Opportunities for and engagement in injecting drug use

While more than one‐in‐five (21.7%) participants had had the opportunity to inject drugs in their lifetime, more than one in 20 (6.4%) had ever injected drugs and only 3.5% had injected within the last 12 months (Table 1). There was no significant difference in the proportions of males and females who had been provided an opportunity to inject (25.8% [n = 151] cf. 17.9% [n = 162]) or who injected given the opportunity (30.6% [n = 39] cf. 27.4% [n = 29]).

Table 1.

Prevalence of injecting drug use and opportunities to inject in young adults who use stimulants (n = 313)

Total % Male % Female % P‐value a
(n = 313) (n = 151) (n = 162)
Opportunity to inject (ever) b
Yes 21.7 25.8 17.9 0.059
No 78.3 74.2 82.1
Lifetime (ever) injecting drug use c
Yes 6.4 7.9 4.9 0.196
No 93.6 92.1 95.1
Recent (12 month) injecting drug use d
Yes 3.5 4.6 2.5 0.232
No 96.5 95.4 97.5
Propensity to inject e
Yes 29.5 30.6 27.4 0.496
No 70.5 69.4 72.6
a

Fisher's exact test was used.

b

Participants were asked if they had ever been offered the opportunity to inject drugs (i.e. lifetime).

c

Participants were asked if they had ever injected drugs (i.e. lifetime).

d

Participants were asked if they had injected drugs within the last 12 months (i.e. recent).

e

Propensity to inject, given the opportunity, shows the proportion of those who had injected among those who were given the opportunity to inject; the base number for this measure was the sum of participants who have been presented the opportunity to inject (total: n = 68; male: n = 39; female: n = 29).

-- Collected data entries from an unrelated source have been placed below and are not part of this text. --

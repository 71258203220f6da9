// src/lib.rs
use anyhow::Result;
use axum::{
    http::{header::CONTENT_TYPE, HeaderValue, Method},
    middleware,
    routing::{get, post},
    Router,
};
use tower_http::cors::{Any, CorsLayer};

use handlers::*;

// Public exports (visible outside this module)
pub mod domain;

// Internal-only exports (sibling access within this module)
mod app_state;
mod config;
mod handlers;
mod infrastructure;
mod sweeper;

// Hoist up only the public symbol(s)
pub use app_state::AppState;
pub use sweeper::spawn_session_sweeper;

pub use config::*;

// Publicly expose the infrastructure creation functions
pub use infrastructure::{
    create_argon2_hasher, // ---
    create_memory_repository,
    create_noop_metrics,
    create_prom_metrics,
};

/// Build application state from configuration with a fresh in-memory store.
pub fn create_state(config: &AppConfig) -> Result<AppState> {
    // ---
    let metrics = if config.server.metrics_type == "prom" {
        create_prom_metrics()?
    } else {
        create_noop_metrics()?
    };

    let policy = domain::TokenPolicy {
        token_ttl: chrono::Duration::from_std(config.token.ttl)?,
        rotation_interval: chrono::Duration::from_std(config.token.rotation_interval)?,
    };

    Ok(AppState::new(
        create_memory_repository(),
        create_argon2_hasher(),
        metrics,
        policy,
    ))
}

/// Build the HTTP router with configuration taken from environment variables.
pub fn create_router() -> Result<Router> {
    // ---
    let config = AppConfig::from_env()?;

    tracing_subscriber::fmt::try_init().ok(); // Ignores if already initialized

    let app_state = create_state(&config)?;

    Ok(build_router(app_state, &config.server))
}

/// Wire every endpoint onto `app_state`.
pub fn build_router(app_state: AppState, server: &ServerConfig) -> Router {
    // ---
    Router::new()
        .route("/", get(root_handler))
        .route("/health", get(health_check))
        .route("/metrics", get(metrics_handler))
        .route("/register", post(register))
        .route("/login", post(login))
        .route("/create-session", post(create_session))
        .route("/get-new-token", post(get_new_token))
        .route("/close-session", post(close_session))
        .route("/get-attendance", post(get_attendance))
        .route("/mark-attendance", post(mark_attendance))
        .route("/scan", post(scan))
        .route_layer(middleware::from_fn_with_state(
            app_state.clone(),
            track_requests,
        ))
        .layer(build_cors(&server.allowed_origins))
        .with_state(app_state)
}

fn build_cors(allowed_origins: &[String]) -> CorsLayer {
    // ---
    let layer = CorsLayer::new()
        .allow_methods([Method::GET, Method::POST])
        .allow_headers([CONTENT_TYPE]);

    if allowed_origins.iter().any(|origin| origin == "*") {
        return layer.allow_origin(Any);
    }

    let origins: Vec<HeaderValue> = allowed_origins
        .iter()
        .filter_map(|origin| {
            origin
                .parse::<HeaderValue>()
                .map_err(|e| {
                    tracing::warn!("Failed to parse origin '{}': {}", origin, e);
                })
                .ok()
        })
        .collect();

    layer.allow_origin(origins)
}
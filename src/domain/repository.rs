use super::models::{Session, SessionId, User, UserId};
use anyhow::Result;
use chrono::{DateTime, Utc};
use std::sync::Arc;
use tokio::sync::Mutex;

/// A session record behind its own lock.
///
/// Holding the guard serializes token rotation, attendance marking and
/// closing for that one session; other sessions are unaffected.
pub type SessionHandle = Arc<Mutex<Session>>;

/// Abstraction over where users, bearer credentials and sessions live.
#[async_trait::async_trait]
pub trait Repository: Send + Sync {
    // ---
    /// Store a new user. Returns `false` if the username is already taken.
    async fn create_user(&self, user: User) -> Result<bool>;

    /// Get user by username.
    async fn get_user_by_username(&self, username: &str) -> Result<Option<User>>;

    /// Get user by ID.
    async fn get_user_by_id(&self, user_id: UserId) -> Result<Option<User>>;

    /// Replace the bearer credential issued to a user.
    async fn set_bearer(&self, user_id: UserId, credential: String) -> Result<()>;

    /// Most recently issued bearer credential for a user, if any.
    async fn get_bearer(&self, user_id: UserId) -> Result<Option<String>>;

    /// Store a new session and return its lock handle.
    async fn insert_session(&self, session: Session) -> Result<SessionHandle>;

    /// Look up a session's lock handle.
    async fn get_session(&self, session_id: SessionId) -> Result<Option<SessionHandle>>;

    /// Drop every session whose last activity is before `cutoff`.
    ///
    /// Returns how many sessions were removed.
    async fn remove_idle_sessions(&self, cutoff: DateTime<Utc>) -> Result<usize>;
}

/// Type alias for any backend that implements Repository.
pub type RepositoryPtr = Arc<dyn Repository>;
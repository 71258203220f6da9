//! Registration, login and bearer-credential checks.
//!
//! Every other operation is gated on [`Identity::authorize`], which turns a
//! `(userId, authToken)` pair from the wire into a known [`User`].

use uuid::Uuid;

use super::error::{AttendanceError, AttendanceResult};
use super::hasher::CredentialHasherPtr;
use super::models::{constant_time_eq, Role, User, UserId};
use super::repository::RepositoryPtr;

/// Result of a successful login.
#[derive(Debug, Clone)]
pub struct LoginGrant {
    // ---
    pub user_id: UserId,

    /// Bearer credential for subsequent requests. Replaces any earlier one.
    pub credential: String,

    pub role: Role,
}

/// Identity/Access component.
#[derive(Clone)]
pub struct Identity {
    // ---
    repository: RepositoryPtr,
    hasher: CredentialHasherPtr,
}

impl Identity {
    // ---
    pub fn new(repository: RepositoryPtr, hasher: CredentialHasherPtr) -> Self {
        // ---
        Self { repository, hasher }
    }

    /// Registers a new user with a unique display name.
    ///
    /// # Errors
    /// - `InvalidInput` if a field is empty or `role` is not teacher/student
    /// - `DuplicateIdentity` if the name is taken
    pub async fn register(
        &self,
        username: &str,
        secret: &str,
        role: &str,
    ) -> AttendanceResult<User> {
        // ---
        if username.trim().is_empty() || secret.is_empty() {
            return Err(AttendanceError::InvalidInput);
        }
        let role: Role = role.parse()?;

        // Cheap early exit; `create_user` is still the authority on uniqueness.
        if self.repository.get_user_by_username(username).await?.is_some() {
            return Err(AttendanceError::DuplicateIdentity);
        }

        let secret_hash = self.hasher.hash_secret(secret).await?;
        let user = User::new(username.to_string(), secret_hash, role);

        if !self.repository.create_user(user.clone()).await? {
            return Err(AttendanceError::DuplicateIdentity);
        }

        tracing::info!("Registered {} '{}' ({})", user.role, user.username, user.id);

        Ok(user)
    }

    /// Verifies a name/secret pair and issues a fresh bearer credential.
    ///
    /// # Errors
    /// `InvalidCredentials` for an unknown name or a wrong secret.
    pub async fn login(&self, username: &str, secret: &str) -> AttendanceResult<LoginGrant> {
        // ---
        let user = self
            .repository
            .get_user_by_username(username)
            .await?
            .ok_or_else(|| {
                // ---
                tracing::warn!("Login attempt for unknown user: {}", username);
                AttendanceError::InvalidCredentials
            })?;

        if !self.hasher.verify_secret(secret, &user.secret_hash).await? {
            tracing::warn!("Wrong secret for user: {}", username);
            return Err(AttendanceError::InvalidCredentials);
        }

        let credential = Uuid::new_v4().to_string();
        self.repository
            .set_bearer(user.id, credential.clone())
            .await?;

        tracing::info!("User '{}' logged in", user.username);

        Ok(LoginGrant {
            user_id: user.id,
            credential,
            role: user.role,
        })
    }

    /// True iff `credential` is the most recently issued one for `user_id`.
    pub async fn authenticate(&self, user_id: UserId, credential: &str) -> AttendanceResult<bool> {
        // ---
        let current = self.repository.get_bearer(user_id).await?;

        Ok(current
            .map(|current| constant_time_eq(current.as_bytes(), credential.as_bytes()))
            .unwrap_or(false))
    }

    /// Resolves the wire-level `(userId, authToken)` pair into a user.
    ///
    /// # Errors
    /// `Unauthorized` if the id is malformed, unknown, or the credential
    /// is not the current one.
    pub async fn authorize(&self, user_id: &str, credential: &str) -> AttendanceResult<User> {
        // ---
        let user_id: UserId = user_id.parse().map_err(|_| {
            // ---
            tracing::debug!("Malformed user id in request");
            AttendanceError::Unauthorized
        })?;

        if !self.authenticate(user_id, credential).await? {
            tracing::debug!("Stale or unknown bearer credential for {}", user_id);
            return Err(AttendanceError::Unauthorized);
        }

        self.repository
            .get_user_by_id(user_id)
            .await?
            .ok_or(AttendanceError::Unauthorized)
    }
}
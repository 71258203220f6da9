// Gateway module - controls public API for handlers
// Modules are private, only exported symbols are public

mod attendance;
mod error;
mod health;
mod identity;
mod metrics;
mod root;
mod sessions;
mod shared_types;

// Core handlers
pub use health::health_check;
pub use metrics::{metrics_handler, track_requests};
pub use root::root_handler;

// Identity/Access handlers
pub use identity::{login, register};

// Session/Token Authority handlers
pub use sessions::{close_session, create_session, get_new_token};

// Attendance Ledger handlers
pub use attendance::{get_attendance, mark_attendance, scan};
//! In-memory repository.
//!
//! Users and bearer credentials sit behind one `RwLock` each. Sessions are
//! indexed by id, and every session record carries its own `Mutex` so that
//! operations on different sessions never contend.

use anyhow::Result;
use chrono::{DateTime, Utc};
use std::collections::HashMap;
use std::sync::Arc;
use tokio::sync::{Mutex, RwLock};

use crate::domain::{Repository, Session, SessionHandle, SessionId, User, UserId};

#[derive(Default)]
struct Users {
    // ---
    by_id: HashMap<UserId, User>,
    id_by_name: HashMap<String, UserId>,
}

/// Process-local storage for users, credentials and sessions.
#[derive(Default)]
pub struct MemoryRepository {
    // ---
    users: RwLock<Users>,
    bearers: RwLock<HashMap<UserId, String>>,
    sessions: RwLock<HashMap<SessionId, SessionHandle>>,
}

impl MemoryRepository {
    // ---
    pub fn new() -> Self {
        Self::default()
    }
}

#[async_trait::async_trait]
impl Repository for MemoryRepository {
    // ---
    async fn create_user(&self, user: User) -> Result<bool> {
        // ---
        let mut users = self.users.write().await;

        if users.id_by_name.contains_key(&user.username) {
            return Ok(false);
        }

        users.id_by_name.insert(user.username.clone(), user.id);
        users.by_id.insert(user.id, user);

        Ok(true)
    }

    async fn get_user_by_username(&self, username: &str) -> Result<Option<User>> {
        // ---
        let users = self.users.read().await;

        Ok(users
            .id_by_name
            .get(username)
            .and_then(|id| users.by_id.get(id))
            .cloned())
    }

    async fn get_user_by_id(&self, user_id: UserId) -> Result<Option<User>> {
        // ---
        Ok(self.users.read().await.by_id.get(&user_id).cloned())
    }

    async fn set_bearer(&self, user_id: UserId, credential: String) -> Result<()> {
        // ---
        self.bearers.write().await.insert(user_id, credential);
        Ok(())
    }

    async fn get_bearer(&self, user_id: UserId) -> Result<Option<String>> {
        // ---
        Ok(self.bearers.read().await.get(&user_id).cloned())
    }

    async fn insert_session(&self, session: Session) -> Result<SessionHandle> {
        // ---
        let session_id = session.id;
        let handle = Arc::new(Mutex::new(session));

        self.sessions
            .write()
            .await
            .insert(session_id, Arc::clone(&handle));

        Ok(handle)
    }

    async fn get_session(&self, session_id: SessionId) -> Result<Option<SessionHandle>> {
        // ---
        Ok(self.sessions.read().await.get(&session_id).cloned())
    }

    async fn remove_idle_sessions(&self, cutoff: DateTime<Utc>) -> Result<usize> {
        // ---
        let mut sessions = self.sessions.write().await;
        let before = sessions.len();

        // A session whose lock is held right now is in use, so it stays.
        sessions.retain(|_, handle| match handle.try_lock() {
            Ok(session) => session.last_activity >= cutoff,
            Err(_) => true,
        });

        Ok(before - sessions.len())
    }
}

#[cfg(test)]
mod tests {
    // ---
    use super::*;
    use crate::domain::Role;
    use chrono::Duration;

    fn user(name: &str) -> User {
        User::new(name.to_string(), "hash".to_string(), Role::Student)
    }

    #[tokio::test]
    async fn create_and_get_user() -> Result<()> {
        // ---
        let repo = MemoryRepository::new();
        let bilbo = user("Bilbo Baggins");

        assert!(repo.create_user(bilbo.clone()).await?);

        let by_name = repo
            .get_user_by_username("Bilbo Baggins")
            .await?
            .expect("user by name");
        assert_eq!(by_name.id, bilbo.id);

        let by_id = repo.get_user_by_id(bilbo.id).await?.expect("user by id");
        assert_eq!(by_id.username, "Bilbo Baggins");

        assert!(repo.get_user_by_username("Frodo").await?.is_none());
        Ok(())
    }

    #[tokio::test]
    async fn usernames_are_unique() -> Result<()> {
        // ---
        let repo = MemoryRepository::new();

        assert!(repo.create_user(user("Thorin")).await?);
        assert!(!repo.create_user(user("Thorin")).await?);
        Ok(())
    }

    #[tokio::test]
    async fn bearer_is_replaced_not_appended() -> Result<()> {
        // ---
        let repo = MemoryRepository::new();
        let id = user("Balin").id;

        assert!(repo.get_bearer(id).await?.is_none());
        repo.set_bearer(id, "first".into()).await?;
        repo.set_bearer(id, "second".into()).await?;

        assert_eq!(repo.get_bearer(id).await?.as_deref(), Some("second"));
        Ok(())
    }

    #[tokio::test]
    async fn session_handles_share_state() -> Result<()> {
        // ---
        let repo = MemoryRepository::new();
        let now = Utc::now();
        let session = Session::new(user("Gandalf").id, now);
        let session_id = session.id;

        let inserted = repo.insert_session(session).await?;
        inserted.lock().await.close(now);

        let fetched = repo.get_session(session_id).await?.expect("session");
        assert!(!fetched.lock().await.active);
        Ok(())
    }

    #[tokio::test]
    async fn idle_sweep_keeps_locked_and_recent_sessions() -> Result<()> {
        // ---
        let repo = MemoryRepository::new();
        let start = Utc::now();
        let owner = user("Elrond").id;

        let idle = repo.insert_session(Session::new(owner, start)).await?;
        let busy = repo.insert_session(Session::new(owner, start)).await?;
        let recent = repo
            .insert_session(Session::new(owner, start + Duration::hours(1)))
            .await?;

        let idle_id = idle.lock().await.id;
        let busy_id = busy.lock().await.id;
        let recent_id = recent.lock().await.id;

        let _guard = busy.lock().await;
        let removed = repo
            .remove_idle_sessions(start + Duration::minutes(30))
            .await?;

        assert_eq!(removed, 1);
        assert!(repo.get_session(idle_id).await?.is_none());
        assert!(repo.get_session(busy_id).await?.is_some());
        assert!(repo.get_session(recent_id).await?.is_some());
        Ok(())
    }
}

Participant characteristics

Demographic characteristics of the sample are presented in Table 2. The majority of the sample had completed year 12 or higher (89.8%), and almost half of the sample were working on a full‐time basis (45.1%). The injection of methamphetamine and heroin were predominately viewed to be very risky (86.6% and 91.4%).

Table 2.

Demographic characteristics and drug use factors of participants (n = 313)

Factor Proportion, % (n)
Age a , mean 20.85 (1.18)
Employment
Yes, full‐time 45.1% (141)
Yes, part‐time 41.5% (130)
No, unemployed 13.4% (42)
Income (per fortnight) a , b , mean $1065.38 (850.58)
Highest level of education completed
Year 10 (or equivalent) or lower 10.2% (32)
Year 12 (or equivalent) 60.4% (189)
Tertiary education c 29.4% (92)
Ever suspended from school
No 65.5% (205)
Yes 34.5% (108)
Type of residence
Family house 61.7% (193)
Rented house or unit 31.3% (98)
Own house or accommodation 7.0% (22)
Relationship status d
Single 42.0% (131)
In a relationship, but not living together 39.4% (123)
In a relationship, de facto 18.6% (58)
Substance use (days of use in last month) e
Alcohol f
0 days 3.5% (11)
1–2 days 11.9% (37)
≥3 days 84.6% (264)
Tobacco
0 days 34.8% (109)
1–2 days 12.2% (38)
≥3 days 53.0% (166)
Cannabis
0 days 49.2% (154)
1–2 days 18.2% (57)
≥3 days 32.6% (102)
Ecstasy
0 days 52.1% (163)
1–2 days 34.5% (108)
≥3 days 13.4% (42)
Methamphetamine
0 days 87.2% (273)
1–2 days 9.3% (29)
≥3 days 3.5% (11)
Perceived risk g
Ecstasy
Very risky 31.0% (97)
Moderate risk 45.7% (143)
Little to no risk 23.3% (73)
Methamphetamine (swallowing/snorting)
Very risky 43.8% (137)
Moderate risk 41.5% (130)
Little to no risk 14.7% (46)
Methamphetamine (injecting)
Very risky 86.6% (271)
Moderate risk 12.1% (38)
Little to no risk 1.3% (4)
Heroin
Very risky 91.4% (286)
Moderate risk 7.0% (22)
Little to no risk 1.6% (5)
a

The mean is followed by the standard deviation in brackets.

b

Four people did not respond to the question and were removed from this part of the analysis.

c

Tertiary education refers to Technical and Further Education (TAFE), trade qualifications, and university (undergraduate).

d

One person cited ‘Prefer not to say’ and was removed from this part of the analysis.

e

Substance use was measured at baseline.

f

One person did not respond to the question and was removed from this part of the analysis.

g

Risk perceptions were measured at 30‐month follow‐up.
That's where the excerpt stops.